*Task description*: Please copy the lines below exactly, from the first one through the line showing "tokens using a".

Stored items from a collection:
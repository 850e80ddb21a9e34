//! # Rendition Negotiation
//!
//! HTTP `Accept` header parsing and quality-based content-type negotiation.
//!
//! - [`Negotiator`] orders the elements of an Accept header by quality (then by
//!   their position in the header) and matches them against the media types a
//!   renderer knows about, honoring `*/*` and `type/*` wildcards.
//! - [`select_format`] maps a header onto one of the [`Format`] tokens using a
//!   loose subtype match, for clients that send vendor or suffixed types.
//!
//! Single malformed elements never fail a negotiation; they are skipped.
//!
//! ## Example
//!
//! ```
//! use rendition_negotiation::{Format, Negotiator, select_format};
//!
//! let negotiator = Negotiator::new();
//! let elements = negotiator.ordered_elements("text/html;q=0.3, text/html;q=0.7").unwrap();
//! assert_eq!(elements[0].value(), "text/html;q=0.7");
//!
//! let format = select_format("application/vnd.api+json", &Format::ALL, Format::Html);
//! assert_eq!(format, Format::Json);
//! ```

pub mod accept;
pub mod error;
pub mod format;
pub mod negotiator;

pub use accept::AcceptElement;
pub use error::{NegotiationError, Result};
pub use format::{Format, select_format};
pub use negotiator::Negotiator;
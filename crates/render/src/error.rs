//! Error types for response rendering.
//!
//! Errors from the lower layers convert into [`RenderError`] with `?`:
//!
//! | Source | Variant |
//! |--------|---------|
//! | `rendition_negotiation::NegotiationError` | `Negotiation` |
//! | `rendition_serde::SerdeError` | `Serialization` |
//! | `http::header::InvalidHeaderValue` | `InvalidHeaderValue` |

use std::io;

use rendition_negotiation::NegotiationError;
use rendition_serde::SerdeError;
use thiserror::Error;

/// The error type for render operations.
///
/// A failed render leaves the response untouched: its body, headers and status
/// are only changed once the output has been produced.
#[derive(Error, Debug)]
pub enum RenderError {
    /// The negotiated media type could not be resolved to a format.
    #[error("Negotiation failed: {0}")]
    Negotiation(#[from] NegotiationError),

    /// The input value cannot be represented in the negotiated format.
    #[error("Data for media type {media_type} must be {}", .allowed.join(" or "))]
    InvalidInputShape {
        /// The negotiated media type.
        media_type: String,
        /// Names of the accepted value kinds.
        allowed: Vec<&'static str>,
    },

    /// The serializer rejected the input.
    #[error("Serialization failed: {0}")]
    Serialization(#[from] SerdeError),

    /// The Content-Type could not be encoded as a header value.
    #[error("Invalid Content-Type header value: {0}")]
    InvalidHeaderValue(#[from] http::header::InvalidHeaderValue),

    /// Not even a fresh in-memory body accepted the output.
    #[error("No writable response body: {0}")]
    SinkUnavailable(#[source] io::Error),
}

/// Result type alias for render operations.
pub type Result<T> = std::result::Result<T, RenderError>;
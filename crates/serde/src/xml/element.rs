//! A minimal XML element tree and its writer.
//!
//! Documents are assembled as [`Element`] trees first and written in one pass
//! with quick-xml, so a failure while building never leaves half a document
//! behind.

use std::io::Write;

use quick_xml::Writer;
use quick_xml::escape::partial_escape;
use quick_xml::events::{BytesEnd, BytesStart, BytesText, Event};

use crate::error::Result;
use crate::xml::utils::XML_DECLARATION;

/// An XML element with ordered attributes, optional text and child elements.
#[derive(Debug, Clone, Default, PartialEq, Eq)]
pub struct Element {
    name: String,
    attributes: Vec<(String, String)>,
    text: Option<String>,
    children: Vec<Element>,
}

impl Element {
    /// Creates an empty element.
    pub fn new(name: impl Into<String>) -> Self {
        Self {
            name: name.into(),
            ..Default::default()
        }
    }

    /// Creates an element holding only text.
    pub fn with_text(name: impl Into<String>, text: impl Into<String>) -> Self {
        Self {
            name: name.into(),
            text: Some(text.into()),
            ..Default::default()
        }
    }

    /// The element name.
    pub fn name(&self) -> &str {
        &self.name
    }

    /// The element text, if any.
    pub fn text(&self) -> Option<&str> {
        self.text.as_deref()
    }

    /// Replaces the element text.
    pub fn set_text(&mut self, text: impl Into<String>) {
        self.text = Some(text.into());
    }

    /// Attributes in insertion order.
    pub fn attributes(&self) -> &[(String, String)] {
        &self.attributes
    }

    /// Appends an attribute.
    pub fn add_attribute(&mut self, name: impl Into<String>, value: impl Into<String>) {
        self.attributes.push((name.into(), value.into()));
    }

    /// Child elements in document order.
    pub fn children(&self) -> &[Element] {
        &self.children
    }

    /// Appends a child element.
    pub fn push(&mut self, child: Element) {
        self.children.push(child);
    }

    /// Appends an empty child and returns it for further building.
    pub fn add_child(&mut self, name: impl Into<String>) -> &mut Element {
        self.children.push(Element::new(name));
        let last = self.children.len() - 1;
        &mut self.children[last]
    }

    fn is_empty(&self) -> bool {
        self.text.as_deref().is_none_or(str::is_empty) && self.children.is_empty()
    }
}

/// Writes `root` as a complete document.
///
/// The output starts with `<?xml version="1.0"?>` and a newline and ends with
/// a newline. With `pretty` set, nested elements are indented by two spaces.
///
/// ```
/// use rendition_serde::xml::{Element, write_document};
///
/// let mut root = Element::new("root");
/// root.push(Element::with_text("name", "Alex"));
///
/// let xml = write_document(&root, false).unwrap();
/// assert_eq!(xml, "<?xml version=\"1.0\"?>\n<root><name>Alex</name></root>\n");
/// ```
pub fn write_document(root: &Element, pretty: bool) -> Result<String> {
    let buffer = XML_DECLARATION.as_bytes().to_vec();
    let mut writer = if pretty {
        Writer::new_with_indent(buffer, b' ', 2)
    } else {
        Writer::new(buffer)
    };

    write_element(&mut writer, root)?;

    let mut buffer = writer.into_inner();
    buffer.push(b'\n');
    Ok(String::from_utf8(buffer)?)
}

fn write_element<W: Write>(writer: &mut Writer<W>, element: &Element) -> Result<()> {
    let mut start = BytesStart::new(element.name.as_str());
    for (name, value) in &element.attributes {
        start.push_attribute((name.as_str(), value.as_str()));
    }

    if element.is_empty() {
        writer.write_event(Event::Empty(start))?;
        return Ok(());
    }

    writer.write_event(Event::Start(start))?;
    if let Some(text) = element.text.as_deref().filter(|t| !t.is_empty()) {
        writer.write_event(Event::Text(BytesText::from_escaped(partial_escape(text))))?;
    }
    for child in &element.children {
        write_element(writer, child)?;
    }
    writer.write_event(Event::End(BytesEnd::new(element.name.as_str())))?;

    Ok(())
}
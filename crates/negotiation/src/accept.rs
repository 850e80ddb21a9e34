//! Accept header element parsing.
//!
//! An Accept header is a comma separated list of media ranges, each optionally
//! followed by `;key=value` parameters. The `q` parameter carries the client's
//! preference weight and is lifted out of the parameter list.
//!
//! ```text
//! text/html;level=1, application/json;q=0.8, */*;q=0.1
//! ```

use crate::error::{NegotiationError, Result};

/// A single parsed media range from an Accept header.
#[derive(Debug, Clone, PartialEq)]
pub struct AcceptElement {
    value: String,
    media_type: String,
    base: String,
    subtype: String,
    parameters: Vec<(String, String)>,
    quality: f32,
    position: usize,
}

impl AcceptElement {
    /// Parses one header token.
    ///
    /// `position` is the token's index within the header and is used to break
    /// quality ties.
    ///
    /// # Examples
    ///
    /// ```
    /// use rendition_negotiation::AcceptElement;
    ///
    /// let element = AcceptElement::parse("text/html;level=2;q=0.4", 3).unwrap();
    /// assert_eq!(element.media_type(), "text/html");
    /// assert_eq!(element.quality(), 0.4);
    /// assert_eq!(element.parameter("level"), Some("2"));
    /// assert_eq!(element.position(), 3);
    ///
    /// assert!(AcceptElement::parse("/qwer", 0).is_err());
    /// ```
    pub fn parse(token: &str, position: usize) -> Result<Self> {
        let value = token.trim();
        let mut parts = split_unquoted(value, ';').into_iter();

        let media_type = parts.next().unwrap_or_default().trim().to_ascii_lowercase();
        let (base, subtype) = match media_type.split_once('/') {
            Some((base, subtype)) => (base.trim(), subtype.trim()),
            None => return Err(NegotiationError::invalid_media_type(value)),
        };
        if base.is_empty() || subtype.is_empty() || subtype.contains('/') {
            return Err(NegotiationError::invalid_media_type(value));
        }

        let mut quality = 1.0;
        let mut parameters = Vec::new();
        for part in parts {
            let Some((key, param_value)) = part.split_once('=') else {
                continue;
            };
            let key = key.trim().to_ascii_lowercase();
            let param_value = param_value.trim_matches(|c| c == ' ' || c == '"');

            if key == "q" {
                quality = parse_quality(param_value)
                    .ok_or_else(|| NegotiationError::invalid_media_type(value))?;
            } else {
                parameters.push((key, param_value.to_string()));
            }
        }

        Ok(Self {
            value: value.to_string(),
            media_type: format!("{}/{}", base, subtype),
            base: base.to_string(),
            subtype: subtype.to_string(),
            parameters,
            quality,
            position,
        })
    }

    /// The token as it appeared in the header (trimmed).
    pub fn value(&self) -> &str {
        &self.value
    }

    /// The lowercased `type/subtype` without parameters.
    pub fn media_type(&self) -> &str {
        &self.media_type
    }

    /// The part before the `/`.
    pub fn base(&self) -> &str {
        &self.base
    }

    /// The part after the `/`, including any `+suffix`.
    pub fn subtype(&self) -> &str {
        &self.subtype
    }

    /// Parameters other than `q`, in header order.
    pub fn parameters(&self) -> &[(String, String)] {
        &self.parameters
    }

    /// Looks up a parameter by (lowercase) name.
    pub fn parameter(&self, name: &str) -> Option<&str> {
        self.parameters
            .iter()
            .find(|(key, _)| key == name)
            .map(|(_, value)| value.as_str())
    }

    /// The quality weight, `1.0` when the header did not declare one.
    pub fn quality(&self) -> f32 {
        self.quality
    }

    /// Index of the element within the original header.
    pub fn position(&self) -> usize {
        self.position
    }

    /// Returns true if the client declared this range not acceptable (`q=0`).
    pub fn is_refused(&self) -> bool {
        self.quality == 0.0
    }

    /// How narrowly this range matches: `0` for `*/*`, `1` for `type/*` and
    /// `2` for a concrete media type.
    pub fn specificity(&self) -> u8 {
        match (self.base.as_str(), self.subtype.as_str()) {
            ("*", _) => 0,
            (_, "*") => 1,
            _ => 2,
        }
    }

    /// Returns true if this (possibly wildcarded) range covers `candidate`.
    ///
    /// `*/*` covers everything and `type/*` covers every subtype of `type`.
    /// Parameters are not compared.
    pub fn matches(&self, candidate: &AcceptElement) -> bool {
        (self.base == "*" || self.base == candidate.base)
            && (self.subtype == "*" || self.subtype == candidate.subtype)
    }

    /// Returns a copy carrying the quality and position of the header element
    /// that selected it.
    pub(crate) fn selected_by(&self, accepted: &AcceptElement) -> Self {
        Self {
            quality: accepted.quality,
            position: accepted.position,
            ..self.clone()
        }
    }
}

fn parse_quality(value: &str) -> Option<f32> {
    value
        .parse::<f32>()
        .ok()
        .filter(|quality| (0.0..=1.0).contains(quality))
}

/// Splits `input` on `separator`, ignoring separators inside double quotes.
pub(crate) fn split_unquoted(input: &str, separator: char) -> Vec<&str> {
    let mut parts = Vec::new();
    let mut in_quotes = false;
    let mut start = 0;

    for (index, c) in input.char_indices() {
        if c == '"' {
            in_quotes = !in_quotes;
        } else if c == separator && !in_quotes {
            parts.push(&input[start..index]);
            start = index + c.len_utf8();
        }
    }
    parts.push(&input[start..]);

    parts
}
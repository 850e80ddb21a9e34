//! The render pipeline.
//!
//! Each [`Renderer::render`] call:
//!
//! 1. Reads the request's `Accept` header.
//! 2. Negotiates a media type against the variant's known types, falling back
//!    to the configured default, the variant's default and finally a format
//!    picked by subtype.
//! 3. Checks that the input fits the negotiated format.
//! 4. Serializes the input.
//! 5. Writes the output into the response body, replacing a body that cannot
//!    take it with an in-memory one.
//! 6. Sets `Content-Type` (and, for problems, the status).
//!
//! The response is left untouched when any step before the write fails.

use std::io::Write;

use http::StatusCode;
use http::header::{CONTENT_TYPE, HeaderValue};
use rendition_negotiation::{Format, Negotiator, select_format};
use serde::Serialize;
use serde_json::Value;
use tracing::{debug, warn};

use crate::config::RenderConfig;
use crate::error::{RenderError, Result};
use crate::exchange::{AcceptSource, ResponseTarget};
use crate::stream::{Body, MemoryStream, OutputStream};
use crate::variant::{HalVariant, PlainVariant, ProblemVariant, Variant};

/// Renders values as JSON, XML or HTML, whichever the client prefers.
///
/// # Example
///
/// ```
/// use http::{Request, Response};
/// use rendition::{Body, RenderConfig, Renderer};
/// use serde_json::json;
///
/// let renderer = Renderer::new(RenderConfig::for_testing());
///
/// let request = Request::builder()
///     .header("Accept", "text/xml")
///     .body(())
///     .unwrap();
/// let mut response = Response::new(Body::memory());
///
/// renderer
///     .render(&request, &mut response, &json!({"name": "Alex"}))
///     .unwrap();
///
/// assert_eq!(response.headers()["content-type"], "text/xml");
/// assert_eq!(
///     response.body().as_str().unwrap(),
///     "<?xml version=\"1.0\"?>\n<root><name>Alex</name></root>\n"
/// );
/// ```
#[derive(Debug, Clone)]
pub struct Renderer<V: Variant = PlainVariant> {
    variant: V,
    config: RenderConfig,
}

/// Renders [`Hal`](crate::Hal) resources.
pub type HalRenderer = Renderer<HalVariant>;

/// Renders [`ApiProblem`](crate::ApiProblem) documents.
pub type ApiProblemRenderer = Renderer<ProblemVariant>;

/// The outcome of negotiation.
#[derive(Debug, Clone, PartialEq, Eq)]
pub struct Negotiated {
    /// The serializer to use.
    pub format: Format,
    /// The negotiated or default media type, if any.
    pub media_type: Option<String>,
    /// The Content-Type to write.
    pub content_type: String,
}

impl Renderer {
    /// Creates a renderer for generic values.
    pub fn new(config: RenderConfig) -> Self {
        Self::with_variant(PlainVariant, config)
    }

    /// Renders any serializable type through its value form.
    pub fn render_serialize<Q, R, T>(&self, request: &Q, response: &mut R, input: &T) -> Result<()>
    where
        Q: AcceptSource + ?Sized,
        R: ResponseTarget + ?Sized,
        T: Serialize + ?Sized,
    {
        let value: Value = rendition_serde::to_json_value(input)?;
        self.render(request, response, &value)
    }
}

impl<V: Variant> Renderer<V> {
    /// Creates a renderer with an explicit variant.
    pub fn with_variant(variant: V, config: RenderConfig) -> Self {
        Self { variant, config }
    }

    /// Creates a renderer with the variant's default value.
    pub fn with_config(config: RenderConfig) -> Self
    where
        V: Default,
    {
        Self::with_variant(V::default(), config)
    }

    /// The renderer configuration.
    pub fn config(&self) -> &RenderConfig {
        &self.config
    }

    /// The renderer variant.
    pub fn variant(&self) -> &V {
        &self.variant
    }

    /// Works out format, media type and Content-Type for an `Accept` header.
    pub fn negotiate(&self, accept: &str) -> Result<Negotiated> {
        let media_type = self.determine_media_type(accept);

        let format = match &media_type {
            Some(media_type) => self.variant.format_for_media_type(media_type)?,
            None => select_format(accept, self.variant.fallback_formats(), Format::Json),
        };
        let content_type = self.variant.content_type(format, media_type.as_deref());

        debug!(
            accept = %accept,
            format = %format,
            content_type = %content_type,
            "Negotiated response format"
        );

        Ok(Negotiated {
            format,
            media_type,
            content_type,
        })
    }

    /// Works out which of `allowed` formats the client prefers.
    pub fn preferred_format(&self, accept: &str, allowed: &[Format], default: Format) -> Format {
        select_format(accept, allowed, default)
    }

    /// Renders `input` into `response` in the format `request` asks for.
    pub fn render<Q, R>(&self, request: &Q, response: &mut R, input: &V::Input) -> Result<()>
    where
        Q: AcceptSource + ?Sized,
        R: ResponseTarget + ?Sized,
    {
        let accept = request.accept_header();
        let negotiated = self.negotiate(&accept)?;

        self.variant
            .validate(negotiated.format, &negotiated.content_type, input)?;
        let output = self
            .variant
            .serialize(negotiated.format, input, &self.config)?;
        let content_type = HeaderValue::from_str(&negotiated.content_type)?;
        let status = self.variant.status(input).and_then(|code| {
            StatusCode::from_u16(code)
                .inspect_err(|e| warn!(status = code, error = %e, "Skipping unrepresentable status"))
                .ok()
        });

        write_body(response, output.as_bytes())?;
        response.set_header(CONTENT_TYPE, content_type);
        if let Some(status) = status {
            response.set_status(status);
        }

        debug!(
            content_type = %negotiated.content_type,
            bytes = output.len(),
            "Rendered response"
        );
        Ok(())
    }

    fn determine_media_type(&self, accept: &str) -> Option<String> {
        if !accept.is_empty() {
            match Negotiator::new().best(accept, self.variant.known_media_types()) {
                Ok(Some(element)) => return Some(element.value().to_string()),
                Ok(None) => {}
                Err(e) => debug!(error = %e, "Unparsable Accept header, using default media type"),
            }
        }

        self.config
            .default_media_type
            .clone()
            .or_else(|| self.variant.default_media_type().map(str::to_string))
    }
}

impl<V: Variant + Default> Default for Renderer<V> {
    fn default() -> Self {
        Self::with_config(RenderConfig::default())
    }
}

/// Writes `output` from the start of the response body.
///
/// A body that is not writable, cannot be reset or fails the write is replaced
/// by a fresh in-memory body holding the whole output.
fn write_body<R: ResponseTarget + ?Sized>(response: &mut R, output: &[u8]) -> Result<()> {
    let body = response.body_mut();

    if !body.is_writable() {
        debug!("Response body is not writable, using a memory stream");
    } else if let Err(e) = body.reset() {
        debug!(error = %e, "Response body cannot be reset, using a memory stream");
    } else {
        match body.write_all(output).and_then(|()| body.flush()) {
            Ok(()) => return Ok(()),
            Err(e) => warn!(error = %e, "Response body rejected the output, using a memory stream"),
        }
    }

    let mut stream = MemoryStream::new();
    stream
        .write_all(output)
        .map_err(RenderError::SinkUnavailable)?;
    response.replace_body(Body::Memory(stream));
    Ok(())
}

*Response*:
repository 850e80ddb21a9e34
//! # Rendition Negotiation
//!
//! HTTP `Accept` header parsing and quality-based content-type negotiation.
//!
//! - [`Negotiator`] orders the elements of an Accept header by quality (then by
//!   their position in the header) and matches them against the media types a
//!   renderer knows about, honoring `*/*` and `type/*` wildcards.
//! - [`select_format`] maps a header onto one of the [`Format`] tokens using a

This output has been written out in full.